-------- EXTRACTED INFORMATION

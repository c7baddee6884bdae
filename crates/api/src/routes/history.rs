//! Issued-number history route.

use axum::{
    Json, Router,
    extract::{Query, State},
    http::StatusCode,
    response::{IntoResponse, Response},
    routing::get,
};
use chrono::{DateTime, Utc};
use serde::{Deserialize, Serialize};
use serde_json::json;
use tally_core::numbering::{DocumentNumberHistory, DocumentType};
use tally_shared::types::{ActorId, DocumentId, HistoryEntryId, ListLimit};

use crate::AppState;
use crate::error::error_response;

/// Creates the history routes.
pub fn routes() -> Router<AppState> {
    Router::new().route("/history", get(list_history))
}

/// Query parameters for the history listing.
#[derive(Debug, Deserialize)]
pub struct HistoryQuery {
    /// Maximum rows, clamped to 1..=500. Defaults to 50.
    pub limit: Option<u64>,
    /// Restricts the listing to one sequence.
    pub document_type: Option<String>,
}

/// Response for one issued number.
#[derive(Debug, Serialize)]
#[serde(rename_all = "camelCase")]
pub struct HistoryEntryResponse {
    /// Row id.
    pub id: HistoryEntryId,
    /// Sequence key.
    pub document_type: DocumentType,
    /// Business record the number was issued for.
    pub document_id: Option<DocumentId>,
    /// Numeric part.
    pub generated_number: i64,
    /// Formatted number.
    pub full_document_number: String,
    /// Operator; absent means the system.
    pub generated_by: Option<ActorId>,
    /// Issue time.
    pub generated_date: DateTime<Utc>,
}

impl From<DocumentNumberHistory> for HistoryEntryResponse {
    fn from(entry: DocumentNumberHistory) -> Self {
        Self {
            id: entry.id,
            document_type: entry.document_type,
            document_id: entry.document_id,
            generated_number: entry.generated_number,
            full_document_number: entry.full_document_number,
            generated_by: entry.generated_by,
            generated_date: entry.generated_date,
        }
    }
}

/// GET `/history` - List issued numbers, most recent first.
async fn list_history(State(state): State<AppState>, Query(query): Query<HistoryQuery>) -> Response {
    let document_type = match query.document_type.as_deref().map(DocumentType::parse) {
        None => None,
        Some(Ok(document_type)) => Some(document_type),
        Some(Err(e)) => return error_response(&e),
    };
    let limit = query.limit.map_or_else(ListLimit::default, ListLimit::new);

    match state.numbering.history(limit, document_type.as_ref()).await {
        Ok(entries) => {
            let response: Vec<HistoryEntryResponse> =
                entries.into_iter().map(HistoryEntryResponse::from).collect();
            (StatusCode::OK, Json(json!({ "history": response }))).into_response()
        }
        Err(e) => error_response(&e),
    }
}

----------------

The answer must be a single number: how many lines in the records above contain the word "Some".

◆ **EXERCISE RESULT**
2